Setting Resolution from command line
I just installed Mandrake 9.2, and this is my first experience with Linux. I got the OS installed, but I selected the wrong screen resolution during setup. I can't run X because the selected resolution is to large for the video memory. Is there a way I can change the resolution I want X to run in from the command line?
You need to edit (as root)
At least, that's where it is in Debian. Do a:
find / -name XFree86-4.config
if it's not there.
About the middle of the file, there should be a "screens" section with a bunch of display modes. Take out the one that's borked.

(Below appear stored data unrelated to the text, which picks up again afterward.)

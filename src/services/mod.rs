pub mod actor_resolver;
pub mod bucket_policy;
pub mod file_service;
pub mod metadata_store;
pub mod object_store;
//! Health & readiness handlers.
//!
//! - GET /healthz  -> simple liveness ("ok")
//! - GET /readyz   -> readiness that checks the metadata and object stores

use crate::state::AppState;
use axum::{Json, extract::State, http::StatusCode, response::IntoResponse};
use serde::Serialize;
use std::collections::HashMap;

/// `GET /healthz`
///
/// Liveness probe: always returns 200 OK and never performs I/O.
pub async fn healthz() -> impl IntoResponse {
    (
        StatusCode::OK,
        Json(HealthResponse {
            status: "ok".into(),
        }),
    )
}

/// `GET /readyz`
///
/// Runs `SELECT 1` against the metadata store and a write/read/delete probe
/// against the object store. 200 when both pass, 503 otherwise.
pub async fn readyz(State(state): State<AppState>) -> impl IntoResponse {
    let (metadata, objects) = state.files.check_ready().await;

    let mut checks = HashMap::new();
    checks.insert(
        "metadata",
        CheckStatus {
            ok: metadata.is_ok(),
            error: metadata.err().map(|e| e.to_string()),
        },
    );
    checks.insert(
        "objects",
        CheckStatus {
            ok: objects.is_ok(),
            error: objects.err().map(|e| e.to_string()),
        },
    );

    let overall_ok = checks.values().all(|c| c.ok);
    let body = ReadyResponse {
        status: if overall_ok {
            "ok".into()
        } else {
            "error".into()
        },
        checks,
    };

    let status = if overall_ok {
        StatusCode::OK
    } else {
        StatusCode::SERVICE_UNAVAILABLE
    };
    (status, Json(body))
}

#[derive(Serialize)]
struct HealthResponse {
    status: String,
}

#[derive(Serialize)]
struct ReadyResponse {
    status: String,
    checks: HashMap<&'static str, CheckStatus>,
}

#[derive(Serialize)]
struct CheckStatus {
    ok: bool,
    error: Option<String>,
}
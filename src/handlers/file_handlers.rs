//! HTTP handlers for the file lifecycle.
//! Streams bodies in both directions and delegates storage concerns to
//! `FileService`. The caller's identity is resolved by middleware.

use crate::{
    errors::AppError,
    models::{actor::ActorIdentity, bucket::Bucket, file::FileRecord},
    services::{file_service::UploadRequest, object_store::ByteStream},
    state::AppState,
};
use axum::{
    Extension, Json,
    body::Body,
    extract::{Multipart, Path, Query, State, multipart::Field},
    http::{HeaderMap, HeaderValue, StatusCode, header},
    response::{IntoResponse, Response},
};
use futures::StreamExt;
use serde::{Deserialize, Serialize};
use std::{
    io,
    path::{Path as FsPath, PathBuf},
};
use tokio::{
    fs::{self, File},
    io::AsyncWriteExt,
};
use tokio_util::io::ReaderStream;
use uuid::Uuid;

const DEFAULT_MIME_TYPE: &str = "application/octet-stream";

/// Query params accepted by the presigned-URL endpoint.
#[derive(Debug, Deserialize)]
pub struct PresignQuery {
    /// Lifetime in seconds; defaults to the bucket's download expiration.
    pub expiry: Option<u64>,
}

#[derive(Debug, Serialize)]
#[serde(rename_all = "camelCase")]
pub struct PresignedUrlResponse {
    pub url: String,
    pub expires_in: u64,
}

/// Query params carried by a presigned link.
#[derive(Debug, Deserialize)]
pub struct PresignedObjectQuery {
    pub expires: i64,
    pub signature: String,
}

/// A multipart file part written to local disk. Removed on drop.
struct SpooledFile {
    path: PathBuf,
    size: u64,
}

impl SpooledFile {
    async fn from_field(mut field: Field<'_>, dir: &FsPath) -> Result<Self, AppError> {
        fs::create_dir_all(dir).await.map_err(spool_error)?;
        let mut spool = Self {
            path: dir.join(format!(".upload-{}", Uuid::new_v4())),
            size: 0,
        };
        let mut file = File::create(&spool.path).await.map_err(spool_error)?;

        while let Some(chunk) = field.chunk().await? {
            spool.size += chunk.len() as u64;
            file.write_all(&chunk).await.map_err(spool_error)?;
        }
        file.flush().await.map_err(spool_error)?;

        Ok(spool)
    }

    async fn stream(&self) -> io::Result<ByteStream> {
        let file = File::open(&self.path).await?;
        Ok(ReaderStream::new(file).boxed())
    }
}

impl Drop for SpooledFile {
    fn drop(&mut self) {
        let _ = std::fs::remove_file(&self.path);
    }
}

fn spool_error(err: io::Error) -> AppError {
    tracing::error!("failed to spool upload: {}", err);
    AppError::internal("failed to receive upload")
}

/// Unparseable ids are reported like unknown ones.
fn parse_file_id(raw: &str) -> Result<Uuid, AppError> {
    Uuid::parse_str(raw).map_err(|_| AppError::not_found(format!("file `{}` not found", raw)))
}

/// `POST /storage/upload`: multipart with a required `file` part and
/// optional `bucket` and `name` text parts.
pub async fn upload_file(
    State(state): State<AppState>,
    Extension(actor): Extension<ActorIdentity>,
    mut multipart: Multipart,
) -> Result<impl IntoResponse, AppError> {
    let mut bucket: Option<String> = None;
    let mut name: Option<String> = None;
    let mut upload: Option<(SpooledFile, Option<String>, Option<String>)> = None;

    while let Some(field) = multipart.next_field().await? {
        let field_name = field.name().map(str::to_string);
        match field_name.as_deref() {
            Some("file") => {
                if upload.is_some() {
                    return Err(AppError::bad_request("only one `file` part is accepted"));
                }
                let file_name = field.file_name().map(str::to_string);
                let content_type = field.content_type().map(str::to_string);
                let spool = SpooledFile::from_field(field, &state.spool_dir).await?;
                upload = Some((spool, file_name, content_type));
            }
            Some("bucket") => bucket = Some(field.text().await?),
            Some("name") => name = Some(field.text().await?),
            _ => {}
        }
    }

    let Some((spool, file_name, content_type)) = upload else {
        return Err(AppError::bad_request("missing `file` part"));
    };

    let name = name
        .or(file_name)
        .map(|n| n.trim().to_string())
        .filter(|n| !n.is_empty())
        .unwrap_or_else(|| "file".into());
    let mime_type = content_type
        .filter(|ct| !ct.trim().is_empty())
        .unwrap_or_else(|| DEFAULT_MIME_TYPE.into());
    let bucket = bucket
        .map(|b| b.trim().to_string())
        .filter(|b| !b.is_empty())
        .unwrap_or_else(|| state.default_bucket.clone());

    let body = spool.stream().await.map_err(spool_error)?;
    let record = state
        .files
        .upload(
            &actor,
            UploadRequest {
                bucket,
                name,
                mime_type,
                size: spool.size,
                body,
            },
        )
        .await?;
    drop(spool);

    Ok((StatusCode::OK, Json(record)))
}

/// `GET /storage/download/{file_id}`: stream the file as an attachment.
pub async fn download_file(
    State(state): State<AppState>,
    Extension(actor): Extension<ActorIdentity>,
    Path(file_id): Path<String>,
) -> Result<Response, AppError> {
    let id = parse_file_id(&file_id)?;
    let download = state.files.download(&actor, id).await?;

    let body = Body::from_stream(ReaderStream::new(download.body));
    let mut response = Response::new(body);
    *response.status_mut() = StatusCode::OK;
    set_download_headers(response.headers_mut(), &download.record, &download.bucket);

    Ok(response)
}

/// `DELETE /storage/{file_id}`: anonymous callers get 403 from the service.
pub async fn delete_file(
    State(state): State<AppState>,
    Extension(actor): Extension<ActorIdentity>,
    Path(file_id): Path<String>,
) -> Result<StatusCode, AppError> {
    let id = parse_file_id(&file_id)?;
    state.files.delete(&actor, id).await?;
    Ok(StatusCode::NO_CONTENT)
}

/// `GET /storage/presigned-url/{file_id}?expiry=<seconds>`
pub async fn presigned_url(
    State(state): State<AppState>,
    Extension(actor): Extension<ActorIdentity>,
    Path(file_id): Path<String>,
    Query(q): Query<PresignQuery>,
) -> Result<Json<PresignedUrlResponse>, AppError> {
    let id = parse_file_id(&file_id)?;
    let presigned = state.files.presigned_url(&actor, id, q.expiry).await?;
    Ok(Json(PresignedUrlResponse {
        url: presigned.url,
        expires_in: presigned.expires_in,
    }))
}

/// `GET /storage/object/{bucket}/{key}?expires=&signature=`: serve a
/// presigned link. The signature is the only authorization.
pub async fn presigned_object(
    State(state): State<AppState>,
    Path((bucket, key)): Path<(String, String)>,
    Query(q): Query<PresignedObjectQuery>,
) -> Result<Response, AppError> {
    let (stat, reader) = state
        .objects
        .open_presigned(&bucket, &key, q.expires, &q.signature)
        .await?;

    let mut response = Response::new(Body::from_stream(ReaderStream::new(reader)));
    *response.status_mut() = StatusCode::OK;
    let headers = response.headers_mut();
    headers.insert(
        header::CONTENT_TYPE,
        HeaderValue::from_str(&stat.content_type)
            .unwrap_or_else(|_| HeaderValue::from_static(DEFAULT_MIME_TYPE)),
    );
    headers.insert(header::CONTENT_LENGTH, HeaderValue::from(stat.size));
    if let Ok(value) = HeaderValue::from_str(&format!("\"{}\"", stat.etag)) {
        headers.insert(header::ETAG, value);
    }

    Ok(response)
}

/// Content length comes from the record, not from how much has been read.
fn set_download_headers(headers: &mut HeaderMap, record: &FileRecord, bucket: &Bucket) {
    headers.insert(
        header::CONTENT_TYPE,
        HeaderValue::from_str(&record.mime_type)
            .unwrap_or_else(|_| HeaderValue::from_static(DEFAULT_MIME_TYPE)),
    );
    headers.insert(
        header::CONTENT_LENGTH,
        HeaderValue::from(record.size.max(0)),
    );
    headers.insert(header::CONTENT_DISPOSITION, content_disposition(&record.name));

    if let Some(etag) = record.etag.as_ref() {
        if let Ok(value) = HeaderValue::from_str(&format!("\"{}\"", etag)) {
            headers.insert(header::ETAG, value);
        }
    }
    if let Ok(value) = HeaderValue::from_str(&bucket.cache_control) {
        headers.insert(header::CACHE_CONTROL, value);
    }
    let last_modified = record.updated_at.format("%a, %d %b %Y %H:%M:%S GMT");
    if let Ok(value) = HeaderValue::from_str(&last_modified.to_string()) {
        headers.insert(header::LAST_MODIFIED, value);
    }
}

/// `attachment; filename="..."`, plus RFC 5987 `filename*` for non-ASCII names.
fn content_disposition(name: &str) -> HeaderValue {
    let mut ascii = String::with_capacity(name.len());
    for c in name.chars() {
        match c {
            '"' => ascii.push_str("\\\""),
            '\\' => ascii.push_str("\\\\"),
            c if c.is_ascii_graphic() || c == ' ' => ascii.push(c),
            _ => ascii.push('_'),
        }
    }

    let mut value = format!("attachment; filename=\"{}\"", ascii);
    if !name.is_ascii() {
        value.push_str("; filename*=UTF-8''");
        value.push_str(&percent_encode(name));
    }

    HeaderValue::from_str(&value).unwrap_or_else(|_| HeaderValue::from_static("attachment"))
}

fn percent_encode(value: &str) -> String {
    let mut out = String::with_capacity(value.len() * 3);
    for byte in value.bytes() {
        if byte.is_ascii_alphanumeric() || matches!(byte, b'-' | b'.' | b'_' | b'~') {
            out.push(byte as char);
        } else {
            out.push_str(&format!("%{:02X}", byte));
        }
    }
    out
}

see man XF86-4.config for exact details.
Check your monitor's manual or docs for the res and horiz and vert refresh rates it supports.
You will have to be root to edit the file, but you can view it as a regular user in your terminal using, oh, let's say, the 'cat' command. yeah.
use this command to look at your file first to see what you might need to change.
Once you are ready, change to the root user
su - root
then move to the dir
then save the current file in case you @#$% up bad.
cp XF86Config-4 XF86Config-4.old
use an editor to make and save the changes. then try to start X
Here is mine, note I am using the nvidia driver I downloaded and installed and i have a flat panel monitor that supports 1280x1024 res., and I have chopped out most of the sections you don't need to do something with to change the res. Don't delete any sections, just look for what to change. Where you see a line that starts with a # , that line is not in use as it is 'commented out' by the "#" symbol.
ModelName "Flat Panel 1280x1024"
# Sony Vaio C1(X,XS,VE,VN)?
# 1024x480 @ 85.6 Hz, 48 kHz hsync
ModeLine "1024x480" 65.00 1024 1032 1176 1344 480 488 494 563 -hsync -vsync
# TV fullscreen mode or DVD fullscreen output.
# 768x576 @ 79 Hz, 50 kHz hsync
ModeLine "768x576" 50.00 768 832 846 1000 576 590 595 630
# 768x576 @ 100 Hz, 61.6 kHz hsync
ModeLine "768x576" 63.07 768 800 960 1024 576 578 590 616
BoardName "NVIDIA GeForce4 (generic)"
you can startx -- -bpp 8
BACK UP CONFIG FILES BEFORE CHANGING THEM!
You'd think I'd learn to remind people of that... ;)
It turned out the part i needed to change was the subsections near the end of XF86Config-4
Well, Im addicted to Linux now. Time to spend many hours reading when I should be doing homework.